> **Given data**:
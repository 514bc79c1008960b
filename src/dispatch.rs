//! Delivery dispatcher: one send per (chat, event), with failure-driven
//! unsubscription.

use anyhow::Result;
use tracing::{info, instrument, warn};

use crate::db;
use crate::db::Pool;
use crate::format::Rendered;
use crate::telegram::{Messenger, SendError};

/// Outcome of a single delivery attempt.
#[derive(Debug, Clone, Copy, PartialEq, Eq)]
pub enum Outcome {
    Delivered,
    /// Transient failure; nothing deleted, not retried this cycle.
    Failed,
    /// The recipient blocked the bot; the chat and its subscriptions are gone.
    ChatRemoved,
}

/// Send a rendered message to one chat. A permanent failure removes the chat
/// (subscriptions cascade); a transient failure is logged and skipped so it
/// never blocks delivery to the remaining chats.
#[instrument(skip_all)]
pub async fn deliver(
    pool: &Pool,
    messenger: &dyn Messenger,
    chat_id: i64,
    message: &Rendered,
) -> Result<Outcome> {
    match messenger
        .send_message(chat_id, &message.text, message.parse_mode)
        .await
    {
        Ok(()) => Ok(Outcome::Delivered),
        Err(SendError::Forbidden) => {
            info!(chat_id, "bot was blocked by the user; removing chat");
            db::delete_chat(pool, chat_id).await?;
            Ok(Outcome::ChatRemoved)
        }
        Err(SendError::Other(err)) => {
            warn!(?err, chat_id, "delivery failed; skipping this chat");
            Ok(Outcome::Failed)
        }
    }
}
//! release-bot: polls GitHub for new releases/tags on tracked repositories
//! and forwards formatted notifications to subscriber Telegram chats.

pub mod config;
pub mod db;
pub mod dispatch;
pub mod format;
pub mod github;
pub mod model;
pub mod poller;
pub mod scheduler;
pub mod stars;
pub mod telegram;
//! Database module: entity models and SQL repositories.
//!
//! This module is split into two submodules:
//! - `model`: typed domain entities returned by repositories.
//! - `repo`: SQL-only functions that map rows into entities.
//!
//! External modules should import from `release_bot::db` — we re-export the
//! repository API and commonly used models for convenience.

pub mod model;
pub mod repo;

// Re-export the repository API at `crate::db::*` for convenience.
pub use repo::*;

// Surface models used by callers (pollers, dispatcher, formatter).
pub use model::{Chat, TrackedRepo};
// Application layer - Use cases
pub mod chart_service;
pub mod video_source;
// Hover state and tooltip payloads for plotted points
use super::metrics::{MetricKey, MetricsRecord};
use super::ticks::format_tick;
use serde::{Deserialize, Serialize};

const WATCH_URL: &str = "https://www.youtube.com/watch?v=";

/// Which plotted point, if any, the pointer is over
#[derive(Debug, Clone, Copy, PartialEq, Eq, Default, Serialize)]
#[serde(tag = "state", content = "index", rename_all = "camelCase")]
pub enum HoverState {
    #[default]
    Idle,
    Hovering(usize),
}

/// Pointer transition over a plotted point, e.g. `{"type": "enter", "index": 2}`
#[derive(Debug, Clone, Copy, PartialEq, Eq, Deserialize)]
#[serde(tag = "type", content = "index", rename_all = "camelCase")]
pub enum PointerEvent {
    Enter(usize),
    Leave(usize),
}

impl HoverState {
    pub fn apply(self, event: PointerEvent) -> Self {
        match (self, event) {
            (_, PointerEvent::Enter(index)) => HoverState::Hovering(index),
            (HoverState::Hovering(current), PointerEvent::Leave(index)) if current == index => {
                HoverState::Idle
            }
            (state, PointerEvent::Leave(_)) => state,
        }
    }

    pub fn index(&self) -> Option<usize> {
        match self {
            HoverState::Idle => None,
            HoverState::Hovering(index) => Some(*index),
        }
    }
}

#[derive(Debug, Clone, PartialEq, Serialize)]
pub struct AxisReading {
    pub key: MetricKey,
    pub label: &'static str,
    pub value: f64,
    pub formatted: String,
}

impl AxisReading {
    fn new(record: &MetricsRecord<'_>, key: MetricKey) -> Self {
        let value = record.value(key);
        Self {
            key,
            label: key.label(),
            value,
            formatted: format_tick(key, value),
        }
    }
}

#[derive(Debug, Clone, PartialEq, Serialize)]
#[serde(rename_all = "camelCase")]
pub struct Tooltip {
    pub cx: f64,
    pub cy: f64,
    pub title: String,
    pub published: String,
    pub like_count: u64,
    pub comment_count: u64,
    pub x: AxisReading,
    pub y: AxisReading,
    pub url: Option<String>,
}

impl Tooltip {
    pub fn resolve(
        point: (f64, f64),
        record: &MetricsRecord<'_>,
        x_key: MetricKey,
        y_key: MetricKey,
    ) -> Self {
        Self {
            cx: point.0,
            cy: point.1,
            title: record.source.title().unwrap_or("Untitled").to_string(),
            published: record.published_at.format("%Y-%m-%d %H:%M UTC").to_string(),
            like_count: record.like_count,
            comment_count: record.comment_count,
            x: AxisReading::new(record, x_key),
            y: AxisReading::new(record, y_key),
            url: record
                .source
                .id
                .as_deref()
                .filter(|id| !id.is_empty())
                .map(|id| format!("{}{}", WATCH_URL, urlencoding::encode(id))),
        }
    }
}

#[cfg(test)]
mod tests {
    use super::*;
    use crate::domain::metrics::derive_metrics;
    use crate::domain::video::parse_video_list;
    use serde_json::json;

    #[test]
    fn test_hover_transitions() {
        let state = HoverState::Idle;
        let state = state.apply(PointerEvent::Enter(3));
        assert_eq!(state, HoverState::Hovering(3));

        // leaving some other point keeps the current hover
        assert_eq!(state.apply(PointerEvent::Leave(1)), HoverState::Hovering(3));

        let state = state.apply(PointerEvent::Enter(4));
        assert_eq!(state, HoverState::Hovering(4));
        assert_eq!(state.apply(PointerEvent::Leave(4)), HoverState::Idle);
        assert_eq!(HoverState::Idle.apply(PointerEvent::Leave(0)), HoverState::Idle);
    }

    #[test]
    fn test_pointer_events_from_json() {
        let events: Vec<PointerEvent> = serde_json::from_value(json!([
            { "type": "enter", "index": 2 },
            { "type": "leave", "index": 2 }
        ]))
        .unwrap();
        assert_eq!(events, vec![PointerEvent::Enter(2), PointerEvent::Leave(2)]);

        let state = events.into_iter().fold(HoverState::Idle, HoverState::apply);
        assert_eq!(state, HoverState::Idle);
        assert!(serde_json::from_value::<PointerEvent>(json!({ "type": "click", "index": 0 })).is_err());
    }

    #[test]
    fn test_tooltip_payload() {
        let raw = parse_video_list(json!([{
            "id": "dQw4w9WgXcQ",
            "snippet": { "title": "Clip", "publishedAt": "2024-02-10T08:05:00Z" },
            "statistics": { "viewCount": "12000", "likeCount": "300", "commentCount": "12" },
            "contentDetails": { "duration": "PT3M33S" }
        }]));
        let records = derive_metrics(&raw);

        let tooltip = Tooltip::resolve(
            (100.0, 50.0),
            &records[0],
            MetricKey::DurationSeconds,
            MetricKey::ViewCount,
        );

        assert_eq!(tooltip.title, "Clip");
        assert_eq!(tooltip.published, "2024-02-10 08:05 UTC");
        assert_eq!(tooltip.like_count, 300);
        assert_eq!(tooltip.comment_count, 12);
        assert_eq!(tooltip.x.formatted, "213s");
        assert_eq!(tooltip.y.formatted, "12,000");
        assert_eq!(
            tooltip.url.as_deref(),
            Some("https://www.youtube.com/watch?v=dQw4w9WgXcQ")
        );
        assert_eq!((tooltip.cx, tooltip.cy), (100.0, 50.0));
    }

    #[test]
    fn test_tooltip_without_id_or_title() {
        let raw = parse_video_list(json!([{ "snippet": { "publishedAt": "2024-02-10T08:05:00Z" } }]));
        let records = derive_metrics(&raw);
        let tooltip = Tooltip::resolve((0.0, 0.0), &records[0], MetricKey::HourOfDay, MetricKey::LikeCount);

        assert_eq!(tooltip.title, "Untitled");
        assert_eq!(tooltip.url, None);
        assert_eq!(tooltip.x.formatted, "8h");
    }
}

> **Description of the task**:
Count every line of the records that includes "Untitled", and give that number with no other words.

> **Answer to the problem**:
2